No one knows what wiped out the dinosaurs. One evocative idea is that it was a cosmic catastrophe, the explosion of a nearby star—a supernova like the one that produced the Crab Nebula. If there were by chance a supernova within ten or twenty light-years of the solar system some sixty-five million years ago, it would have sprayed an intense flux of cosmic rays into space, and some of these, entering the Earth’s envelope of air, would have burned the atmospheric nitrogen. The oxides of nitrogen thus generated would have removed the protective layer of ozone from the atmosphere, increasing the flux of solar ultraviolet radiation at the surface and frying and mutating the many organisms imperfectly protected against intense ultraviolet light. Some of those organisms may have been staples of the dinosaur diet.

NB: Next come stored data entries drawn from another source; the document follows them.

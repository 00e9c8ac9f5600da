//! Reference processes and systems for the ctmc simulation framework.
//!
//! Three system shapes cover the dependency patterns the engine has to
//! handle:
//!
//! - [`DecaySystem`]: independent first-order decay channels. Firing one
//!   channel never changes another's rate.
//! - [`BifurcationSystem`]: several irreversible paths draining one shared
//!   source into private sinks. Every firing changes every rate.
//! - [`SpeciesSystem`]: a multi-species network of birth, death, and
//!   transition channels. Dependents come from a [`DependencyGraph`].
//!
//! [`DependencyGraph`]: ctmc_process::DependencyGraph

#![forbid(unsafe_code)]
#![deny(missing_docs)]
#![deny(rustdoc::broken_intra_doc_links)]

pub mod bifurcation;
pub mod decay;
pub mod species;

pub use bifurcation::{BifurcationSystem, BranchPath};
pub use decay::{DecayProcess, DecaySystem};
pub use species::{
    BirthProcess, DeathProcess, SpeciesSystem, SpeciesSystemBuilder, TransitionProcess,
};
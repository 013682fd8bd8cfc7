use std::io::{self, BufRead, Write};
use std::path::PathBuf;

use anyhow::{Context, Result, bail};
use clap::{Parser, ValueEnum};
use log::{info, warn};
use sokoban::{
    Command, DEFAULT_LEVEL_DIR, Direction, Game, GameConfig, GameError, LevelCollection,
    LevelDirectory, LevelSource, MAX_LEVEL, Outcome, UndoMode,
};

#[derive(Debug, Clone, Copy, ValueEnum)]
enum UndoType {
    Replay,
    Restore,
}

impl From<UndoType> for UndoMode {
    fn from(undo: UndoType) -> Self {
        match undo {
            UndoType::Replay => UndoMode::Replay,
            UndoType::Restore => UndoMode::Restore,
        }
    }
}

#[derive(Parser)]
#[command(name = "sokoban")]
#[command(about = "Play Sokoban in the terminal", long_about = None)]
struct Args {
    /// Directory holding one level.NN.txt file per level
    #[arg(
        short = 'L',
        long,
        value_name = "DIR",
        env = "SOKOBAN_LEVELS",
        default_value = DEFAULT_LEVEL_DIR
    )]
    levels: PathBuf,

    /// Read levels from a single XSB collection file instead of a directory
    #[arg(short, long, value_name = "FILE")]
    collection: Option<PathBuf>,

    /// Level number to start on (0-indexed)
    #[arg(short, long, default_value = "0")]
    level: usize,

    /// Last level number reachable by navigation or completion
    #[arg(long, default_value_t = MAX_LEVEL)]
    max_level: usize,

    /// How undo reverses a move
    #[arg(short, long, value_enum, default_value = "replay")]
    undo_mode: UndoType,

    /// Apply a move script (n/s/e/w or u/d/l/r to move, z to undo, > and <
    /// to change level, ! to restart) and print the final board
    #[arg(short, long, value_name = "MOVES")]
    moves: Option<String>,
}

enum Input {
    Command(Command),
    Quit,
}

fn parse_line(line: &str) -> Option<Input> {
    let command = match line.trim().to_lowercase().as_str() {
        "n" | "north" | "up" => Command::Move(Direction::North),
        "s" | "south" | "down" => Command::Move(Direction::South),
        "e" | "east" | "right" => Command::Move(Direction::East),
        "w" | "west" | "left" => Command::Move(Direction::West),
        "u" | "undo" => Command::Undo,
        "next" | ">" => Command::NextLevel,
        "prev" | "previous" | "<" => Command::PreviousLevel,
        "r" | "restart" => Command::Restart,
        "q" | "quit" | "exit" => return Some(Input::Quit),
        _ => return None,
    };
    Some(Input::Command(command))
}

fn script_command(ch: char) -> Option<Command> {
    let command = match ch.to_ascii_lowercase() {
        'n' | 'u' => Command::Move(Direction::North),
        's' | 'd' => Command::Move(Direction::South),
        'e' | 'r' => Command::Move(Direction::East),
        'w' | 'l' => Command::Move(Direction::West),
        'z' => Command::Undo,
        '>' => Command::NextLevel,
        '<' => Command::PreviousLevel,
        '!' => Command::Restart,
        _ => return None,
    };
    Some(command)
}

fn print_status(game: &Game) {
    let board = game.board();
    let history = game.history();
    let on_goal = board
        .box_positions()
        .filter(|&pos| board.cell(pos).is_some_and(|cell| cell.is_goal()))
        .count();
    println!(
        "\nLevel {}  moves: {}  pushes: {}  boxes on goals: {}/{}{}\n{}",
        game.level(),
        history.len(),
        history.pushes(),
        on_goal,
        board.boxes().len(),
        if board.is_complete() { "  complete" } else { "" },
        board
    );
}

/// Apply one command. Returns `true` once the final level is complete.
fn run_command(game: &mut Game, command: Command) -> Result<bool> {
    match game.apply(command) {
        Ok(Outcome::Completed { level, next }) => {
            println!("Level {} complete! On to level {}.", level, next);
            Ok(false)
        }
        Ok(Outcome::Finished { level }) => {
            println!("Level {} complete! That was the last level.", level);
            Ok(true)
        }
        Ok(Outcome::Playing | Outcome::LevelChanged { .. }) => Ok(false),
        // A failed navigation leaves the current level playable
        Err(GameError::Level(err)) if !game.board().is_complete() => {
            warn!("{}", err);
            println!("Cannot change level: {}", err);
            Ok(false)
        }
        Err(err) => Err(err).with_context(|| format!("game stopped on level {}", game.level())),
    }
}

fn play_script(game: &mut Game, script: &str) -> Result<()> {
    for ch in script.chars().filter(|c| !c.is_whitespace()) {
        let command = script_command(ch).with_context(|| format!("unknown move '{}'", ch))?;
        if run_command(game, command)? {
            break;
        }
    }
    print_status(game);
    Ok(())
}

fn play_interactive(game: &mut Game) -> Result<()> {
    println!(
        "Push every box ($) onto a goal (.).\n\
         Commands: n, s, e, w to move, u to undo, next, prev, r to restart, q to quit."
    );
    print_status(game);

    let mut lines = io::stdin().lock().lines();
    loop {
        print!("> ");
        io::stdout().flush()?;

        let Some(line) = lines.next() else {
            break;
        };
        let line = line.context("cannot read from stdin")?;
        if line.trim().is_empty() {
            continue;
        }

        match parse_line(&line) {
            Some(Input::Quit) => break,
            Some(Input::Command(command)) => {
                let finished = run_command(game, command)?;
                print_status(game);
                if finished {
                    break;
                }
            }
            None => println!("Unknown command `{}`, please try again.", line.trim()),
        }
    }
    Ok(())
}

fn main() -> Result<()> {
    env_logger::init();
    let args = Args::parse();

    if args.level > args.max_level {
        bail!(
            "start level {} is past the last level {}",
            args.level,
            args.max_level
        );
    }

    let source: Box<dyn LevelSource> = match &args.collection {
        Some(path) => {
            let collection = LevelCollection::from_file(path)
                .with_context(|| format!("cannot load collection {}", path.display()))?;
            if collection.is_empty() {
                bail!("no levels found in {}", path.display());
            }
            info!("read {} levels from {}", collection.len(), path.display());
            Box::new(collection)
        }
        None => Box::new(LevelDirectory::new(args.levels.clone())),
    };

    let config = GameConfig {
        start_level: args.level,
        max_level: args.max_level,
        undo_mode: args.undo_mode.into(),
    };
    let mut game =
        Game::new(source, config).with_context(|| format!("cannot start on level {}", args.level))?;
    info!("starting on level {} with {} undo", game.level(), game.undo_mode());

    match args.moves {
        Some(script) => play_script(&mut game, &script),
        None => play_interactive(&mut game),
    }
}

#[cfg(test)]
mod tests {
    use super::*;

    #[test]
    fn test_parse_line() {
        assert!(matches!(
            parse_line(" North "),
            Some(Input::Command(Command::Move(Direction::North)))
        ));
        assert!(matches!(parse_line("u"), Some(Input::Command(Command::Undo))));
        assert!(matches!(
            parse_line("prev"),
            Some(Input::Command(Command::PreviousLevel))
        ));
        assert!(matches!(parse_line("q"), Some(Input::Quit)));
        assert!(parse_line("jump").is_none());
    }

    #[test]
    fn test_script_command() {
        let commands: Vec<Command> = "nEsWuRdLz><!".chars().filter_map(script_command).collect();
        assert_eq!(
            commands,
            vec![
                Command::Move(Direction::North),
                Command::Move(Direction::East),
                Command::Move(Direction::South),
                Command::Move(Direction::West),
                Command::Move(Direction::North),
                Command::Move(Direction::East),
                Command::Move(Direction::South),
                Command::Move(Direction::West),
                Command::Undo,
                Command::NextLevel,
                Command::PreviousLevel,
                Command::Restart,
            ]
        );
        assert_eq!(script_command('x'), None);
    }

    #[test]
    fn test_run_script_through_levels() {
        let levels = LevelCollection::from_text("#@$.#\n\n#.$@ #\n");
        let mut game = Game::new(Box::new(levels), GameConfig::default()).unwrap();

        assert!(!run_command(&mut game, Command::Move(Direction::East)).unwrap());
        assert_eq!(game.level(), 1);

        // Completing level 1 tries to load the missing level 2
        let result = run_command(&mut game, Command::Move(Direction::West));
        assert!(result.is_err());
    }

    #[test]
    fn test_failed_navigation_is_not_fatal() {
        let levels = LevelCollection::from_text("#@$ .#\n");
        let mut game = Game::new(Box::new(levels), GameConfig::default()).unwrap();

        assert!(!run_command(&mut game, Command::NextLevel).unwrap());
        assert_eq!(game.level(), 0);
    }
}
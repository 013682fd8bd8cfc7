use std::fmt;

use thiserror::Error;

use crate::movement::Direction;

pub const OPEN: char = ' ';
pub const WALL: char = '#';
pub const PLAYER: char = '@';
pub const PLAYER_ON_GOAL: char = '+';
pub const BOX: char = '$';
pub const GOAL: char = '.';
pub const BOX_ON_GOAL: char = '*';

/// Grid coordinates of a cell. `x` grows eastwards, `y` grows southwards.
#[derive(Debug, Clone, Copy, PartialEq, Eq, Hash, PartialOrd, Ord)]
pub struct Position {
    pub x: u16,
    pub y: u16,
}

impl Position {
    pub const fn new(x: u16, y: u16) -> Self {
        Position { x, y }
    }
}

impl fmt::Display for Position {
    fn fmt(&self, f: &mut fmt::Formatter<'_>) -> fmt::Result {
        write!(f, "({}, {})", self.x, self.y)
    }
}

/// Handle of a piece in the board's piece arena.
#[derive(Debug, Clone, Copy, PartialEq, Eq, Hash, PartialOrd, Ord)]
pub struct PieceId(usize);

impl PieceId {
    pub fn index(self) -> usize {
        self.0
    }
}

#[derive(Debug, Clone, Copy, PartialEq, Eq, Hash)]
pub enum PieceKind {
    Player,
    Box,
}

#[derive(Debug, Clone, Copy, PartialEq, Eq)]
pub struct Piece {
    kind: PieceKind,
    cell: Option<Position>,
}

impl Piece {
    pub fn kind(&self) -> PieceKind {
        self.kind
    }

    /// The cell this piece stands on, `None` while it is detached.
    pub fn cell(&self) -> Option<Position> {
        self.cell
    }
}

/// A single grid square. Walls never hold an occupant and are never goals.
#[derive(Debug, Clone, Copy, PartialEq, Eq)]
pub struct Cell {
    passable: bool,
    goal: bool,
    occupant: Option<PieceId>,
}

impl Cell {
    pub fn wall() -> Self {
        Cell {
            passable: false,
            goal: false,
            occupant: None,
        }
    }

    pub fn open(goal: bool) -> Self {
        Cell {
            passable: true,
            goal,
            occupant: None,
        }
    }

    pub fn is_passable(&self) -> bool {
        self.passable
    }

    pub fn is_wall(&self) -> bool {
        !self.passable
    }

    pub fn is_goal(&self) -> bool {
        self.goal
    }

    pub fn occupant(&self) -> Option<PieceId> {
        self.occupant
    }

    /// A piece could be moved onto this cell.
    pub fn is_free(&self) -> bool {
        self.passable && self.occupant.is_none()
    }
}

#[derive(Debug, Error, Clone, Copy, PartialEq, Eq)]
pub enum BoardError {
    #[error("cannot place piece #{piece} at {position}: cell is not free or piece is still placed")]
    InvalidPlacement { piece: usize, position: Position },
    #[error("piece #{piece} is not at {position}")]
    PieceMissing { piece: usize, position: Position },
}

/// Read-only classification of one cell, handed to renderers.
#[derive(Debug, Clone, Copy, PartialEq, Eq)]
pub struct CellView {
    pub position: Position,
    pub wall: bool,
    pub goal: bool,
    pub occupant: Option<PieceKind>,
}

impl CellView {
    /// The level-file symbol for this cell.
    pub fn symbol(&self) -> char {
        if self.wall {
            return WALL;
        }
        match (self.occupant, self.goal) {
            (Some(PieceKind::Player), true) => PLAYER_ON_GOAL,
            (Some(PieceKind::Player), false) => PLAYER,
            (Some(PieceKind::Box), true) => BOX_ON_GOAL,
            (Some(PieceKind::Box), false) => BOX,
            (None, true) => GOAL,
            (None, false) => OPEN,
        }
    }
}

/// The cell grid together with every piece standing on it.
///
/// Cells and pieces live in flat arenas and refer to each other through
/// [`Position`] and [`PieceId`] handles. The two-way link between a cell and
/// its occupant is only ever changed by [`Board::place_occupant`] and
/// [`Board::remove_occupant`].
#[derive(Debug, Clone, PartialEq, Eq)]
pub struct Board {
    width: u16,
    height: u16,
    cells: Vec<Cell>,
    pieces: Vec<Piece>,
    player: Option<PieceId>,
    boxes: Vec<PieceId>,
}

impl Board {
    /// Build an empty board from a row-major cell grid.
    pub(crate) fn from_cells(width: u16, height: u16, cells: Vec<Cell>) -> Self {
        debug_assert_eq!(cells.len(), width as usize * height as usize);
        Board {
            width,
            height,
            cells,
            pieces: Vec::new(),
            player: None,
            boxes: Vec::new(),
        }
    }

    /// Create a new piece and place it at `pos`.
    pub(crate) fn spawn(&mut self, kind: PieceKind, pos: Position) -> Result<PieceId, BoardError> {
        let id = PieceId(self.pieces.len());
        self.pieces.push(Piece { kind, cell: None });
        self.place_occupant(pos, id)?;
        match kind {
            PieceKind::Player => {
                debug_assert!(self.player.is_none(), "board already has a player");
                self.player = Some(id);
            }
            PieceKind::Box => self.boxes.push(id),
        }
        Ok(id)
    }

    pub fn width(&self) -> usize {
        self.width as usize
    }

    pub fn height(&self) -> usize {
        self.height as usize
    }

    fn index(&self, pos: Position) -> Option<usize> {
        if pos.x < self.width && pos.y < self.height {
            Some(pos.y as usize * self.width as usize + pos.x as usize)
        } else {
            None
        }
    }

    fn position_of(&self, index: usize) -> Position {
        let width = self.width as usize;
        Position::new((index % width) as u16, (index / width) as u16)
    }

    pub fn contains(&self, pos: Position) -> bool {
        self.index(pos).is_some()
    }

    pub fn cell(&self, pos: Position) -> Option<&Cell> {
        self.index(pos).map(|i| &self.cells[i])
    }

    pub fn piece(&self, id: PieceId) -> &Piece {
        &self.pieces[id.0]
    }

    pub fn player(&self) -> Option<PieceId> {
        self.player
    }

    pub fn player_position(&self) -> Option<Position> {
        self.player.and_then(|id| self.piece(id).cell)
    }

    /// Box handles in the order they were read from the level.
    pub fn boxes(&self) -> &[PieceId] {
        &self.boxes
    }

    pub fn box_positions(&self) -> impl Iterator<Item = Position> + '_ {
        self.boxes.iter().filter_map(move |&id| self.piece(id).cell)
    }

    /// True iff `pos` is inside the grid, passable and unoccupied.
    pub fn is_free(&self, pos: Position) -> bool {
        self.cell(pos).is_some_and(Cell::is_free)
    }

    /// Detach the occupant of `pos`, clearing both sides of the link.
    pub fn remove_occupant(&mut self, pos: Position) -> Option<PieceId> {
        let index = self.index(pos)?;
        let piece = self.cells[index].occupant.take()?;
        self.pieces[piece.0].cell = None;
        Some(piece)
    }

    /// Put a detached piece on a free cell, linking both sides.
    ///
    /// Placing onto an occupied cell, a wall, or outside the grid would break
    /// the cell/piece link and is rejected. Debug builds panic instead.
    pub fn place_occupant(&mut self, pos: Position, piece: PieceId) -> Result<(), BoardError> {
        let detached = self.pieces.get(piece.0).is_some_and(|p| p.cell.is_none());
        let valid = detached && self.is_free(pos);
        debug_assert!(valid, "invalid placement of piece #{} at {}", piece.0, pos);
        let index = match self.index(pos) {
            Some(index) if valid => index,
            _ => {
                return Err(BoardError::InvalidPlacement {
                    piece: piece.0,
                    position: pos,
                });
            }
        };

        self.cells[index].occupant = Some(piece);
        self.pieces[piece.0].cell = Some(pos);
        Ok(())
    }

    /// The adjacent cell in `dir`, or `None` past the grid edge.
    pub fn neighbor(&self, pos: Position, dir: Direction) -> Option<Position> {
        let (dx, dy) = dir.delta();
        let next = Position::new(pos.x.checked_add_signed(dx)?, pos.y.checked_add_signed(dy)?);
        self.contains(next).then_some(next)
    }

    /// Check if all boxes are on goals (win condition). Vacuously true
    /// without boxes.
    pub fn is_complete(&self) -> bool {
        self.boxes.iter().all(|&id| {
            self.piece(id)
                .cell
                .and_then(|pos| self.cell(pos))
                .is_some_and(Cell::is_goal)
        })
    }

    /// Every cell in row-major order.
    pub fn cells(&self) -> impl Iterator<Item = CellView> + '_ {
        self.cells.iter().enumerate().map(move |(index, cell)| CellView {
            position: self.position_of(index),
            wall: cell.is_wall(),
            goal: cell.goal,
            occupant: cell.occupant.map(|id| self.piece(id).kind()),
        })
    }

    /// Check that every occupant points back at its cell and every placed
    /// piece is the occupant of its cell.
    pub fn links_consistent(&self) -> bool {
        let cells_ok = self.cells.iter().enumerate().all(|(index, cell)| match cell.occupant {
            Some(id) => cell.passable && self.piece(id).cell == Some(self.position_of(index)),
            None => true,
        });
        let pieces_ok = self.pieces.iter().enumerate().all(|(i, piece)| match piece.cell {
            Some(pos) => self.cell(pos).and_then(Cell::occupant) == Some(PieceId(i)),
            None => true,
        });
        let walls_ok = self.cells.iter().all(|cell| cell.passable || !cell.goal);
        cells_ok && pieces_ok && walls_ok
    }
}

impl fmt::Display for Board {
    fn fmt(&self, f: &mut fmt::Formatter<'_>) -> fmt::Result {
        let mut line = String::with_capacity(self.width());
        for view in self.cells() {
            line.push(view.symbol());
            if view.position.x + 1 == self.width {
                // Rows are written without trailing spaces
                writeln!(f, "{}", line.trim_end())?;
                line.clear();
            }
        }
        Ok(())
    }
}

#[cfg(test)]
mod tests {
    use super::*;
    use crate::levels::parse_level;

    #[test]
    fn test_parse_dimensions() {
        let board = parse_level("####\n# .#\n#  ###\n#*@  #\n#  $ #\n#  ###\n####").unwrap();
        assert_eq!(board.width(), 6);
        assert_eq!(board.height(), 7);
        assert_eq!(board.player_position(), Some(Position::new(2, 3)));
        assert_eq!(board.boxes().len(), 2);
    }

    #[test]
    fn test_is_free() {
        let board = parse_level("#@$ .").unwrap();
        assert!(!board.is_free(Position::new(0, 0)));
        assert!(!board.is_free(Position::new(1, 0)));
        assert!(!board.is_free(Position::new(2, 0)));
        assert!(board.is_free(Position::new(3, 0)));
        assert!(board.is_free(Position::new(4, 0)));
        assert!(!board.is_free(Position::new(5, 0)));
    }

    #[test]
    fn test_remove_occupant() {
        let mut board = parse_level("@$ ").unwrap();
        let box_id = board.boxes()[0];

        assert_eq!(board.remove_occupant(Position::new(1, 0)), Some(box_id));
        assert_eq!(board.piece(box_id).cell(), None);
        assert_eq!(board.cell(Position::new(1, 0)).unwrap().occupant(), None);
        assert!(board.links_consistent());

        // Empty cell is a no-op
        assert_eq!(board.remove_occupant(Position::new(2, 0)), None);
        assert_eq!(board.remove_occupant(Position::new(9, 9)), None);
    }

    #[test]
    fn test_place_occupant() {
        let mut board = parse_level("@$ ").unwrap();
        let box_id = board.boxes()[0];

        board.remove_occupant(Position::new(1, 0));
        board.place_occupant(Position::new(2, 0), box_id).unwrap();
        assert_eq!(board.piece(box_id).cell(), Some(Position::new(2, 0)));
        assert_eq!(
            board.cell(Position::new(2, 0)).unwrap().occupant(),
            Some(box_id)
        );
        assert!(board.links_consistent());
    }

    #[test]
    #[cfg_attr(debug_assertions, should_panic(expected = "invalid placement"))]
    fn test_place_on_occupied_cell() {
        let mut board = parse_level("@$ ").unwrap();
        let box_id = board.boxes()[0];
        board.remove_occupant(Position::new(1, 0));

        let result = board.place_occupant(Position::new(0, 0), box_id);
        assert_eq!(
            result,
            Err(BoardError::InvalidPlacement {
                piece: box_id.index(),
                position: Position::new(0, 0),
            })
        );
    }

    #[test]
    #[cfg_attr(debug_assertions, should_panic(expected = "invalid placement"))]
    fn test_place_on_wall() {
        let mut board = parse_level("@$#").unwrap();
        let box_id = board.boxes()[0];
        board.remove_occupant(Position::new(1, 0));

        assert!(board.place_occupant(Position::new(2, 0), box_id).is_err());
    }

    #[test]
    fn test_neighbor() {
        let board = parse_level("   \n @ \n   ").unwrap();
        let center = Position::new(1, 1);
        assert_eq!(board.neighbor(center, Direction::North), Some(Position::new(1, 0)));
        assert_eq!(board.neighbor(center, Direction::South), Some(Position::new(1, 2)));
        assert_eq!(board.neighbor(center, Direction::East), Some(Position::new(2, 1)));
        assert_eq!(board.neighbor(center, Direction::West), Some(Position::new(0, 1)));
    }

    #[test]
    fn test_neighbor_does_not_wrap() {
        let board = parse_level("@  \n   ").unwrap();
        assert_eq!(board.neighbor(Position::new(0, 0), Direction::West), None);
        assert_eq!(board.neighbor(Position::new(0, 0), Direction::North), None);
        assert_eq!(board.neighbor(Position::new(2, 1), Direction::East), None);
        assert_eq!(board.neighbor(Position::new(2, 1), Direction::South), None);
    }

    #[test]
    fn test_is_complete() {
        let solved = parse_level("####\n#*@#\n####").unwrap();
        assert!(solved.is_complete());

        let unsolved = parse_level("####\n#$.#\n# @#\n####").unwrap();
        assert!(!unsolved.is_complete());

        let partial = parse_level("#*$.@#").unwrap();
        assert!(!partial.is_complete());
    }

    #[test]
    fn test_is_complete_without_boxes() {
        let board = parse_level("#@ .#").unwrap();
        assert!(board.boxes().is_empty());
        assert!(board.is_complete());
    }

    #[test]
    fn test_cells_row_major() {
        let board = parse_level("#@\n*.").unwrap();
        let views: Vec<CellView> = board.cells().collect();
        assert_eq!(views.len(), 4);
        assert_eq!(views[0].position, Position::new(0, 0));
        assert!(views[0].wall);
        assert_eq!(views[1].occupant, Some(PieceKind::Player));
        assert_eq!(views[2].position, Position::new(0, 1));
        assert_eq!(views[2].occupant, Some(PieceKind::Box));
        assert!(views[2].goal);
        assert!(views[3].goal);
        assert_eq!(views[3].occupant, None);
    }

    #[test]
    fn test_display() {
        let input = "####\n# .#\n#  ###\n#*@  #\n#  $ #\n#  ###\n####";
        let board = parse_level(input).unwrap();
        assert_eq!(board.to_string().trim_end(), input);
    }

    #[test]
    fn test_display_player_on_goal() {
        let board = parse_level("#+$.#").unwrap();
        assert_eq!(board.to_string(), "#+$.#\n");
    }
}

The disaster, whatever it was, that cleared the dinosaurs from the world stage removed the pressure on the mammals. Our ancestors no longer had to live in the shadow of voracious reptiles. We diversified exuberantly and flourished. Twenty million years ago, our immediate ancestors probably still lived in the trees, later descending because the forests receded during a major ice age and were replaced by grassy savannahs. It is not much good to be supremely adapted to life in the trees if there are very few trees. Many arboreal primates must have vanished with the forests. A few eked out a precarious existence on the ground and survived. And one of those lines evolved to become us. No one knows the cause of that climatic change. It may have been a small variation in the intrinsic luminosity of the Sun or in the orbit of the Earth; or massive volcanic eruptions injecting fine dust into the stratosphere, reflecting more sunlight back into space and cooling the Earth. It may have been due to changes in the general circulation of the oceans. Or perhaps the passage of the Sun through a galactic dust cloud. Whatever the cause, we see again how tied our existence is to random astronomical and geological events.